Les regards sont dans l'immédiat tournés vers New York. Chaque jour d'avril, l'Etat a enregistré plus de 8.000 nouveaux cas par jour, submergeant ses services de réanimation. Mercredi, le gouverneur Andrew Cuomo a affirmé que les mesures de confinement et de fermeture des commerces, décrétées il y a 18 jours, portaient leurs fruits, et que le nombre d'hospitalisations nouvelles commençait à baisser.

Mais des variations d'une journée à l'autre ne forment pas une tendance. Le gouverneur fera le bilan des dernières 24 heures jeudi en milieu de journée.
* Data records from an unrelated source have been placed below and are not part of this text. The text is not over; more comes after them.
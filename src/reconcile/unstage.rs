// Copyright 2026 The OpenEBS Authors
//
// Licensed under the Apache License, Version 2.0 (the "License");
// you may not use this file except in compliance with the License.
// You may obtain a copy of the License at
//
//     http://www.apache.org/licenses/LICENSE-2.0
//
// Unless required by applicable law or agreed to in writing, software
// distributed under the License is distributed on an "AS IS" BASIS,
// WITHOUT WARRANTIES OR CONDITIONS OF ANY KIND, either express or implied.
// See the License for the specific language governing permissions and
// limitations under the License.

use super::{AttachmentReconciler, iscsi_target};
use crate::error::Result;
use crate::ledger::{TransitionGuard, TransitionStatus};
use crate::types::v1::common::AttachmentPhase;
use crate::types::v1::volume_attachment::CStorVolumeAttachment;
use kube::ResourceExt;
use kube::runtime::events::EventType;
use tracing::{debug, info, instrument};

impl AttachmentReconciler {
    /// Unmounts the volume, logs out of its target and clears the node's
    /// claim on the attachment.
    ///
    /// If an unmount fails the session is kept, the guard is marked
    /// `MountFailed` and the node finalizer stays in place.
    #[instrument(skip(self, guard))]
    pub async fn unstage(&self, guard: &TransitionGuard, volume_id: &str) -> Result<()> {
        let Some(attachment) = self.attachment(volume_id).await? else {
            debug!("no attachment on this node");
            return Ok(());
        };
        let name = attachment.name_any();
        let volume = &attachment.spec.volume;

        if volume.staging_path.is_empty() {
            if volume.device_path.is_empty() && attachment.holds_node_finalizer() {
                self.store
                    .update_attachment(&name, &|a: &mut CStorVolumeAttachment| {
                        a.remove_node_finalizer()
                    })
                    .await?;
            }
            debug!("not staged");
            return Ok(());
        }

        guard.set(TransitionStatus::UnmountUnderProgress);
        let mounter = &self.host.mounter;
        let table = mounter.mount_table().await?;

        for path in [&volume.target_path, &volume.staging_path] {
            if path.is_empty() || !table.is_mounted(path) {
                continue;
            }
            if let Err(e) = mounter.unmount(path).await {
                guard.set(TransitionStatus::MountFailed);
                self.mark_phase(&attachment, AttachmentPhase::MountFailed).await;
                self.event(&attachment, EventType::Warning, "UnmountFailed", &e.to_string())
                    .await;
                return Err(e.into());
            }
            info!(path = %path, "unmounted");
        }

        if !attachment.spec.iscsi.iqn.is_empty() {
            self.host
                .initiator
                .logout(&iscsi_target(&attachment.spec.iscsi))
                .await?;
        }

        // the finalizer goes last: dropping it may purge a deleting object
        self.store
            .update_attachment_status(&name, &|a: &mut CStorVolumeAttachment| {
                a.set_phase(AttachmentPhase::Unstaged)
            })
            .await?;
        self.store
            .update_attachment(&name, &|a: &mut CStorVolumeAttachment| {
                a.spec.volume.device_path.clear();
                a.spec.volume.staging_path.clear();
                a.spec.volume.target_path.clear();
                a.remove_node_finalizer();
            })
            .await?;
        info!("volume unstaged");
        Ok(())
    }
}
Les Etats-Unis, grands comme un continent, ne sont pas frappés avec la même intensité. La ville de Washington, 350 km au sud de New York, a été jusqu'ici relativement épargnée, par exemple. Le modèle utilisé par les autorités de la capitale prévoit un pic... seulement à la toute fin du mois de juin.

Le modèle le plus cité (IHME), qui prend en compte comment l'épidémie a évolué en Chine et en Europe, a ces derniers jours revu à la baisse plusieurs fois le bilan prévu de la première vague aux Etats-Unis: de 93.000 à 82.000 puis à 60.000 décès.
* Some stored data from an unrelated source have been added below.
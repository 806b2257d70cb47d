// Copyright 2026 The OpenEBS Authors
//
// Licensed under the Apache License, Version 2.0 (the "License");
// you may not use this file except in compliance with the License.
// You may obtain a copy of the License at
//
//     http://www.apache.org/licenses/LICENSE-2.0
//
// Unless required by applicable law or agreed to in writing, software
// distributed under the License is distributed on an "AS IS" BASIS,
// WITHOUT WARRANTIES OR CONDITIONS OF ANY KIND, either express or implied.
// See the License for the specific language governing permissions and
// limitations under the License.

pub mod quantity;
Le "pic" américain serait atteint ce week-end, selon ce modèle utilisé notamment à la Maison Blanche, mais considéré comme trop optimiste par certains Etats, qui préfèrent marier plusieurs modèles, à la façon des prévisions météorologiques, aucun modèle n'étant parfait.
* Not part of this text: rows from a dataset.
// Copyright 2026 The OpenEBS Authors
//
// Licensed under the Apache License, Version 2.0 (the "License");
// you may not use this file except in compliance with the License.
// You may obtain a copy of the License at
//
//     http://www.apache.org/licenses/LICENSE-2.0
//
// Unless required by applicable law or agreed to in writing, software
// distributed under the License is distributed on an "AS IS" BASIS,
// WITHOUT WARRANTIES OR CONDITIONS OF ANY KIND, either express or implied.
// See the License for the specific language governing permissions and
// limitations under the License.

//! Node-side attachment state machine.
//!
//! Each step takes the caller's [`TransitionGuard`] so that kernel state is
//! only touched while the volume's ledger entry is held. The reconciler never
//! settles the ledger itself; it marks `MountFailed` on the guard when a mount
//! or unmount fails and leaves the decision to [`settle`].

use crate::engine::Engine;
use crate::error::{Error, Result};
use crate::kernel::{Host, IscsiTarget};
use crate::ledger::{TransitionGuard, TransitionStatus};
use crate::store::ClusterStore;
use crate::types::v1::common::AttachmentPhase;
use crate::types::v1::target::TargetVolume;
use crate::types::v1::volume_attachment::{CStorVolumeAttachment, IscsiInfo, attachment_name};
use crate::wait::{self, Timing, WaitOutcome};
use kube::runtime::events::EventType;
use std::sync::Arc;
use tokio_util::sync::CancellationToken;
use tracing::{debug, warn};

mod expand;
mod publish;
mod repair;
mod stage;
mod unstage;

pub use publish::PublishRequest;
pub use stage::StageRequest;

/// Filesystem used when neither the request nor the attachment names one.
pub const DEFAULT_FS_TYPE: &str = "ext4";

/// Mode of a staging directory.
pub const STAGING_MODE: u32 = 0o750;
/// Mode of a mount-access target directory before the bind hides it.
pub const TARGET_MODE: u32 = 0o000;

pub struct AttachmentReconciler {
    pub(crate) store: Arc<dyn ClusterStore>,
    pub(crate) host: Host,
    pub(crate) timing: Timing,
    node_id: String,
}

impl AttachmentReconciler {
    pub fn new(
        store: Arc<dyn ClusterStore>,
        host: Host,
        timing: Timing,
        node_id: impl Into<String>,
    ) -> Self {
        Self {
            store,
            host,
            timing,
            node_id: node_id.into(),
        }
    }

    pub fn node_id(&self) -> &str {
        &self.node_id
    }

    pub fn store(&self) -> &Arc<dyn ClusterStore> {
        &self.store
    }

    /// This node's attachment of `volume_id`.
    pub(crate) async fn attachment(&self, volume_id: &str) -> Result<Option<CStorVolumeAttachment>> {
        let name = attachment_name(volume_id, &self.node_id);
        Ok(self.store.get_attachment(&name).await?)
    }

    pub(crate) async fn require_attachment(&self, volume_id: &str) -> Result<CStorVolumeAttachment> {
        self.attachment(volume_id)
            .await?
            .ok_or_else(|| Error::not_found("CStorVolumeAttachment", &attachment_name(volume_id, &self.node_id)))
    }

    /// Waits until the target serving the attachment's volume is reachable
    /// and ready, then returns its coordinates.
    ///
    /// Reachability is always probed afresh since the portal address can move.
    pub(crate) async fn wait_for_target(
        &self,
        guard: &TransitionGuard,
        cancel: &CancellationToken,
        attachment: &CStorVolumeAttachment,
    ) -> Result<TargetVolume> {
        let volume_id = attachment.volume_id();
        let engine = Engine::from(attachment.spec.volume.cas_type);
        let store = self.store.as_ref();

        let Some(target) = engine.target_volume(store, volume_id).await? else {
            return Err(Error::unavailable(format!(
                "target volume {volume_id} is not published yet"
            )));
        };

        let prober = &self.host.prober;
        let portal = target.portal.as_str();
        let reachable = wait::poll(self.timing.reachable, cancel, |attempt| async move {
            guard.set(TransitionStatus::WaitingForVolumeReady);
            let ok = prober.reachable(portal).await;
            if !ok {
                debug!(volume_id, portal, attempt, "target portal not reachable");
            }
            Ok::<_, Error>(ok.then_some(()))
        })
        .await?;
        match reachable {
            WaitOutcome::Ready(()) => {}
            WaitOutcome::ExhaustedRetries => {
                return Err(Error::unavailable(format!(
                    "target portal {portal} of volume {volume_id} is not reachable"
                )));
            }
            WaitOutcome::Cancelled => return Err(cancelled(volume_id)),
        }

        let ready = wait::poll(self.timing.ready, cancel, |attempt| async move {
            guard.set(TransitionStatus::WaitingForVolumeReady);
            match engine.target_volume(store, volume_id).await {
                Ok(Some(target)) if target.is_ready() => Ok(Some(target)),
                Ok(other) => {
                    debug!(
                        volume_id,
                        attempt,
                        health = ?other.map(|t| t.health),
                        "target volume not ready"
                    );
                    Ok(None)
                }
                Err(e) => Err(Error::from(e)),
            }
        })
        .await?;
        match ready {
            WaitOutcome::Ready(target) => Ok(target),
            WaitOutcome::ExhaustedRetries => Err(Error::unavailable(format!(
                "volume {volume_id} is not ready yet"
            ))),
            WaitOutcome::Cancelled => Err(cancelled(volume_id)),
        }
    }

    /// Best-effort phase change that does not mask the error being reported.
    pub(crate) async fn mark_phase(&self, attachment: &CStorVolumeAttachment, phase: AttachmentPhase) {
        let name = attachment_name(attachment.volume_id(), attachment.node_id());
        if let Err(e) = self
            .store
            .update_attachment_status(&name, &move |a: &mut CStorVolumeAttachment| a.set_phase(phase))
            .await
        {
            warn!(attachment = %name, error = %e, "failed to record phase {}", phase);
        }
    }

    pub(crate) async fn event(
        &self,
        attachment: &CStorVolumeAttachment,
        event_type: EventType,
        reason: &str,
        message: &str,
    ) {
        if let Err(e) = self.store.record(attachment, event_type, reason, message).await {
            warn!(volume_id = attachment.volume_id(), error = %e, "failed to record event {}", reason);
        }
    }
}

pub(crate) fn iscsi_target(iscsi: &IscsiInfo) -> IscsiTarget {
    IscsiTarget {
        iqn: iscsi.iqn.clone(),
        portal: iscsi.target_portal.clone(),
        iface: iscsi.iface.clone(),
        lun: iscsi.lun,
    }
}

/// First non-empty filesystem type, falling back to [`DEFAULT_FS_TYPE`].
pub(crate) fn pick_fs_type<'a>(requested: &'a str, recorded: &'a str) -> &'a str {
    [requested, recorded]
        .into_iter()
        .find(|fs| !fs.is_empty())
        .unwrap_or(DEFAULT_FS_TYPE)
}

fn cancelled(volume_id: &str) -> Error {
    Error::unavailable(format!("cancelled while waiting for volume {volume_id}"))
}

/// Releases the guard after an operation: `on_success` when it succeeded,
/// `MountFailed` when the operation marked a mount failure, and without
/// settling otherwise.
pub fn settle<T>(guard: TransitionGuard, result: &Result<T>, on_success: TransitionStatus) {
    match result {
        Ok(_) => guard.finish(on_success),
        Err(_) if guard.status() == Some(TransitionStatus::MountFailed) => {
            guard.finish(TransitionStatus::MountFailed)
        }
        Err(_) => drop(guard),
    }
}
"C'est grâce aux Américains qui font du bon boulot. Distanciation sociale, etc. Continuez!" a tweeté Donald Trump.

- "New normal" -

A quand le déconfinement? Peut-être pas avant juin, a prévenu le maire de New York, Bill de Blasio, jeudi.

Il sera forcément graduel et régional, a expliqué Anthony Fauci, directeur de l'Institut américain des maladies infectieuses, représentant de la communauté scientifique dans le groupe de travail de la Maison Blanche qui conseille Donald Trump sur l'épidémie.

D'abord parce que les ordres de confinement ont été décrétés Etat par Etat, par les gouverneurs, et non nationalement par le président, qui n'a émis que des consignes de distanciation et de télétravail jusqu'au 30 avril.

Mais aussi, et surtout, car il y a des poches rurales où le nombre de cas double encore tous les deux jours.

Alors que la Californie, par exemple, après avoir craint le pire, a été suffisamment rassurée pour commencer à faire don à d'autres Etats de respirateurs artificiels et d'équipements médicaux. L'Etat de Washington, qui enregistra le premier cas de Covid-19 le 21 janvier, a fermé mercredi l'hôpital temporaire que l'armée avait installé, afin que d'autres Etats puissent en bénéficier.

Plutôt qu'un retour à la vie d'avant, il faut se préparer à une "nouvelle normalité"", disent des experts.

"Tant que la plupart des gens n'ont pas d'immunité, reprendre nos activités normales fera repartir à toute vitesse les contagions", a écrit Tom Frieden, ancien patron des Centres de prévention et de contrôle des maladies (CDC).

Il propose des conditions à tout déconfinement: des tests de dépistage largement disponibles; des plans pour isoler les malades, et retracer et placer en quarantaine leurs contacts; et une mise à niveau générale des hôpitaux pour encaisser toute future vague.

"Quand cela se fera, nous devrons rouvrir le robinet graduellement plutôt que d'ouvrir en grand les vannes d'un coup et de risquer une explosion de nouveaux cas", écrit-il sur le site Think Global Health.

Les restaurants pourraient avoir à rouvrir avec un nombre limité de tables, les écoles pourraient ne pas toutes rouvrir en même temps.

Les Américains pourront-ils sortir de chez eux et profiter des vacances d'été? "Cela pourrait être au rendez-vous", a répondu Anthony Fauci, sur CBS jeudi, mais sans relâchement des mesures barrières.

La distanciation sociale fera partie du décor encore longtemps, a-t-il dit. Il suggère même, à moitié sérieusement, que les Américains abandonnent la pratique de se serrer la main.